El remedio que los críticos recomiendan para el error 'frentista' es, por eso, menos radical: no que los partidos 'españoles' abandonen a los 'españolistas' a su propia suerte o dejen de luchar por la libertad (y seguridad) igual de todos los vascos, sino que exoneren al PNV de culpa alguna por la falta de libertad (y seguridad) que unos vascos padecen más que otros y, con ello, regresen a una política que ahora, con esa pasión de nuestra clase política por los italianismos, se llama de 'transversalidad'; nueva en la denominación, pero vieja de contenido. Unirse con el PNV en la lucha contra la violencia, sin hacer preguntas sobre los orígenes profundos de ésta, ni cuestionar el derecho de los nacionalistas a mantener como objetivo irrenunciable el de lograr que los habitantes de los tres territorios históricos, quizás con Navarra, quizás sin ella, quizás junto con algunos distritos del Departamento de los Pirineos Atlánticos, quizás sin ellos, con más libertad unos y con menos otros, decidan sobre el futuro de Euskal Herria.

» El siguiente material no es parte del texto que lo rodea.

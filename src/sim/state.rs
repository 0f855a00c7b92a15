//! Game state and core simulation types
//!
//! Everything a run needs lives here; the phase machine sits next to it so a
//! reset and the transition into `Playing` happen in one call.

use glam::Vec3;
use rand::SeedableRng;
use rand_pcg::Pcg32;
use serde::{Deserialize, Serialize};

use crate::theme::Theme;
use crate::tuning::Tuning;

/// Current phase of the game
#[derive(Debug, Clone, Copy, PartialEq, Eq, Default, Serialize, Deserialize)]
pub enum GamePhase {
    /// Title screen, prompt entry
    #[default]
    Menu,
    /// Waiting on the theme service (menu stays interactive)
    Generating,
    /// Active run
    Playing,
    /// Run ended by a collision
    GameOver,
}

impl GamePhase {
    pub fn as_str(&self) -> &'static str {
        match self {
            GamePhase::Menu => "menu",
            GamePhase::Generating => "generating",
            GamePhase::Playing => "playing",
            GamePhase::GameOver => "game_over",
        }
    }
}

/// One of the three discrete player positions
#[derive(Debug, Clone, Copy, PartialEq, Eq, Default, Serialize, Deserialize)]
pub enum Lane {
    Left,
    #[default]
    Center,
    Right,
}

/// Direction of a single lane change
#[derive(Debug, Clone, Copy, PartialEq, Eq)]
pub enum LaneShift {
    Left,
    Right,
}

impl Lane {
    pub const ALL: [Lane; 3] = [Lane::Left, Lane::Center, Lane::Right];

    /// Signed index: -1, 0, 1
    pub fn index(self) -> i8 {
        match self {
            Lane::Left => -1,
            Lane::Center => 0,
            Lane::Right => 1,
        }
    }

    /// Lane for a signed index, clamping anything outside [-1, 1]
    pub fn from_index(index: i32) -> Self {
        match index.clamp(-1, 1) {
            -1 => Lane::Left,
            0 => Lane::Center,
            _ => Lane::Right,
        }
    }

    /// Move one step, staying put at the edges
    pub fn shifted(self, shift: LaneShift) -> Self {
        let step = match shift {
            LaneShift::Left => -1,
            LaneShift::Right => 1,
        };
        Self::from_index(self.index() as i32 + step)
    }

    /// Horizontal world offset of the lane center
    pub fn offset(self, lane_width: f32) -> f32 {
        self.index() as f32 * lane_width
    }
}

/// An obstacle moving toward the player
#[derive(Debug, Clone, Serialize, Deserialize)]
pub struct Obstacle {
    pub id: u64,
    pub lane: Lane,
    /// Lane offset, fixed at spawn
    pub x: f32,
    /// Forward position; grows toward the player
    pub z: f32,
}

impl Obstacle {
    /// World position for renderers (obstacles sit half a unit above the floor)
    pub fn world_position(&self) -> Vec3 {
        Vec3::new(self.x, 0.5, self.z)
    }
}

/// Per-run simulation state, reset at the start of every run
#[derive(Debug, Clone, Default, Serialize, Deserialize)]
pub struct RunState {
    pub lane: Lane,
    /// Active obstacles in spawn order
    pub obstacles: Vec<Obstacle>,
    /// Continuous score accumulator
    pub score: f64,
    pub speed: f32,
}

impl RunState {
    /// Fresh run for a theme
    pub fn new(theme: &Theme, tuning: &Tuning) -> Self {
        Self {
            lane: Lane::Center,
            obstacles: Vec::new(),
            score: 0.0,
            speed: tuning.starting_speed(theme.speed_modifier),
        }
    }

    /// Integer score shown to the player
    pub fn display_score(&self, tuning: &Tuning) -> u64 {
        (self.score * tuning.score_scale).floor() as u64
    }

    /// Farthest obstacle z (smallest), or 0 when the track is empty
    pub fn farthest_z(&self) -> f32 {
        self.obstacles
            .iter()
            .map(|o| o.z)
            .reduce(f32::min)
            .unwrap_or(0.0)
    }
}

/// Complete game state
#[derive(Debug, Clone)]
pub struct GameState {
    /// Seed the spawn RNG was created from
    pub seed: u64,
    pub rng: Pcg32,
    pub phase: GamePhase,
    pub run: RunState,
    /// Next obstacle ID (never reset, so IDs stay unique across runs)
    next_id: u64,
}

impl GameState {
    /// Create a new game state in the menu
    pub fn new(seed: u64) -> Self {
        Self {
            seed,
            rng: Pcg32::seed_from_u64(seed),
            phase: GamePhase::Menu,
            run: RunState::default(),
            next_id: 1,
        }
    }

    /// Allocate a new obstacle ID
    pub fn next_entity_id(&mut self) -> u64 {
        let id = self.next_id;
        self.next_id += 1;
        id
    }

    /// Reset the run and enter `Playing`
    pub fn start_run(&mut self, theme: &Theme, tuning: &Tuning) {
        self.run = RunState::new(theme, tuning);
        self.phase = GamePhase::Playing;
    }

    /// Apply one lane change. Ignored outside `Playing`.
    pub fn shift_lane(&mut self, shift: LaneShift) -> bool {
        if self.phase != GamePhase::Playing {
            return false;
        }
        self.run.lane = self.run.lane.shifted(shift);
        true
    }

    /// Player x for the current lane
    pub fn player_x(&self, tuning: &Tuning) -> f32 {
        self.run.lane.offset(tuning.lane_width)
    }

    /// Push an obstacle at `z` in `lane`
    pub fn spawn_obstacle(&mut self, lane: Lane, z: f32, tuning: &Tuning) -> u64 {
        let id = self.next_entity_id();
        self.run.obstacles.push(Obstacle {
            id,
            lane,
            x: lane.offset(tuning.lane_width),
            z,
        });
        id
    }
}
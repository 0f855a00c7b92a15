//! Data-driven game balance
//!
//! Every constant the game loop reads lives here so a run can be re-tuned
//! without a rebuild. Persisted as JSON; missing fields take their defaults.

use serde::{Deserialize, Serialize};

use crate::consts::*;
use crate::persistence::KeyValueStore;

/// Gameplay tuning knobs
#[derive(Debug, Clone, PartialEq, Serialize, Deserialize)]
#[serde(default)]
pub struct Tuning {
    // === Track layout ===
    pub lane_width: f32,
    pub spawn_z: f32,
    pub player_z: f32,
    pub cull_z: f32,

    // === Speed ===
    pub base_speed: f32,
    pub accel_rate: f32,
    pub time_scale: f32,

    // === Collision ===
    pub collision_half_width: f32,

    // === Spawning ===
    pub spawn_base_rate: f32,
    pub min_spawn_spacing: f32,

    // === Scoring ===
    pub score_scale: f64,
}

impl Default for Tuning {
    fn default() -> Self {
        Self {
            lane_width: LANE_WIDTH,
            spawn_z: OBSTACLE_SPAWN_Z,
            player_z: PLAYER_Z,
            cull_z: CULL_Z,

            base_speed: BASE_SPEED,
            accel_rate: ACCEL_RATE,
            time_scale: TIME_SCALE,

            collision_half_width: COLLISION_HALF_WIDTH,

            spawn_base_rate: SPAWN_BASE_RATE,
            min_spawn_spacing: MIN_SPAWN_SPACING,

            score_scale: SCORE_SCALE,
        }
    }
}

impl Tuning {
    /// Storage key for overrides
    pub const STORAGE_KEY: &'static str = "neonflow_tuning";

    /// Parse tuning from JSON (partial documents are filled with defaults)
    pub fn from_json(json: &str) -> Result<Self, serde_json::Error> {
        serde_json::from_str(json)
    }

    /// Load tuning overrides, falling back to defaults
    pub fn load(store: &impl KeyValueStore) -> Self {
        let Some(json) = store.get(Self::STORAGE_KEY) else {
            log::info!("Using default tuning");
            return Self::default();
        };

        match Self::from_json(&json) {
            Ok(tuning) => {
                log::info!("Loaded tuning overrides");
                tuning
            }
            Err(e) => {
                log::warn!("Ignoring malformed tuning ({e}), using defaults");
                Self::default()
            }
        }
    }

    /// Persist the current tuning
    pub fn save(&self, store: &mut impl KeyValueStore) {
        match serde_json::to_string(self) {
            Ok(json) => {
                store.set(Self::STORAGE_KEY, &json);
                log::info!("Tuning saved");
            }
            Err(e) => log::warn!("Failed to serialize tuning: {e}"),
        }
    }

    /// Speed at the start of a run for a given theme modifier
    pub fn starting_speed(&self, speed_modifier: f32) -> f32 {
        self.base_speed * speed_modifier
    }

    /// Per-frame spawn probability for a given theme modifier
    pub fn spawn_chance(&self, speed_modifier: f32) -> f32 {
        self.spawn_base_rate * speed_modifier
    }
}

#[cfg(test)]
mod tests {
    use super::*;
    use crate::persistence::MemoryStore;

    #[test]
    fn test_partial_json_keeps_defaults() {
        let tuning = Tuning::from_json(r#"{ "lane_width": 3.0 }"#).unwrap();
        assert_eq!(tuning.lane_width, 3.0);
        assert_eq!(tuning.spawn_z, OBSTACLE_SPAWN_Z);
        assert_eq!(tuning.score_scale, SCORE_SCALE);
    }

    #[test]
    fn test_malformed_storage_falls_back() {
        let mut store = MemoryStore::new();
        store.set(Tuning::STORAGE_KEY, "{ not json");
        assert_eq!(Tuning::load(&store), Tuning::default());
    }

    #[test]
    fn test_save_then_load() {
        let mut store = MemoryStore::new();
        let tuning = Tuning {
            accel_rate: 0.02,
            ..Default::default()
        };
        tuning.save(&mut store);
        assert_eq!(Tuning::load(&store).accel_rate, 0.02);
    }

    #[test]
    fn test_theme_modifier_scaling() {
        let tuning = Tuning::default();
        assert!((tuning.starting_speed(1.5) - 0.6).abs() < 1e-6);
        assert!((tuning.spawn_chance(0.8) - 0.04).abs() < 1e-6);
    }
}
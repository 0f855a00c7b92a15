//! Key-value persistence
//!
//! The game persists a handful of small string entries (high score, tuning
//! overrides). On the web they live in LocalStorage; natively and in tests
//! they live in memory.

use std::collections::HashMap;

/// Minimal string key-value store
pub trait KeyValueStore {
    /// Read an entry (None if absent or storage is unavailable)
    fn get(&self, key: &str) -> Option<String>;
    /// Write an entry (best effort; failures are logged, never fatal)
    fn set(&mut self, key: &str, value: &str);
    /// Delete an entry
    fn remove(&mut self, key: &str);
}

/// In-memory store for native builds and tests
#[derive(Debug, Clone, Default)]
pub struct MemoryStore {
    entries: HashMap<String, String>,
}

impl MemoryStore {
    pub fn new() -> Self {
        Self::default()
    }
}

impl KeyValueStore for MemoryStore {
    fn get(&self, key: &str) -> Option<String> {
        self.entries.get(key).cloned()
    }

    fn set(&mut self, key: &str, value: &str) {
        self.entries.insert(key.to_string(), value.to_string());
    }

    fn remove(&mut self, key: &str) {
        self.entries.remove(key);
    }
}

/// Browser LocalStorage (WASM only)
#[cfg(target_arch = "wasm32")]
#[derive(Debug, Clone, Default)]
pub struct LocalStore;

#[cfg(target_arch = "wasm32")]
impl LocalStore {
    fn storage() -> Option<web_sys::Storage> {
        web_sys::window()
            .and_then(|w| w.local_storage().ok())
            .flatten()
    }
}

#[cfg(target_arch = "wasm32")]
impl KeyValueStore for LocalStore {
    fn get(&self, key: &str) -> Option<String> {
        Self::storage()?.get_item(key).ok().flatten()
    }

    fn set(&mut self, key: &str, value: &str) {
        match Self::storage() {
            Some(storage) => {
                if storage.set_item(key, value).is_err() {
                    log::warn!("LocalStorage rejected write to {key}");
                }
            }
            None => log::warn!("LocalStorage unavailable, {key} not saved"),
        }
    }

    fn remove(&mut self, key: &str) {
        if let Some(storage) = Self::storage() {
            let _ = storage.remove_item(key);
        }
    }
}

#[cfg(test)]
mod tests {
    use super::*;

    #[test]
    fn test_memory_store_roundtrip() {
        let mut store = MemoryStore::new();
        assert_eq!(store.get("k"), None);
        store.set("k", "v");
        assert_eq!(store.get("k").as_deref(), Some("v"));
        store.remove("k");
        assert_eq!(store.get("k"), None);
    }
}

Una aceptación obligada, según se dice, bien sea porque en democracia todos los fines son lícitos si se respetan los procedimientos, incluso cuando el fin consiste precisamente en el repudio de los procedimientos establecidos; bien sea porque puede ser alcanzado con los procedimientos existentes, si se interpretan adecuadamente las normas que los establecen, aunque el brutal asesinato de Ernest Lluch permite dudar de la eficacia de esta reinterpretación para satisfacer a los violentos.

En resumen: sin poner en cuestión el deseo sincero de los nacionalista demócratas de acabar con el terror, la debilidad de las razones con las que se argumenta el error 'constitucionalista' y la conveniencia de remediarlo mediante el regreso a una política cuya ineficacia para reducir la tensión nacionalista ha quedado acreditada por una experiencia de doce años llevan a pensar que no ha habido error alguno; que es la razón, y no el prurito irracional de mantenella y no enmendalla, la que aconseja hacer de la defensa de la Constitución y el Estatuto el objetivo primordial y común de cuantos ven en esa fórmula, hoy por hoy, la única capaz de asegurar la convivencia en paz de todos los vascos.

Francisco Rubio Llorente es catedrático de Derecho Constitucional.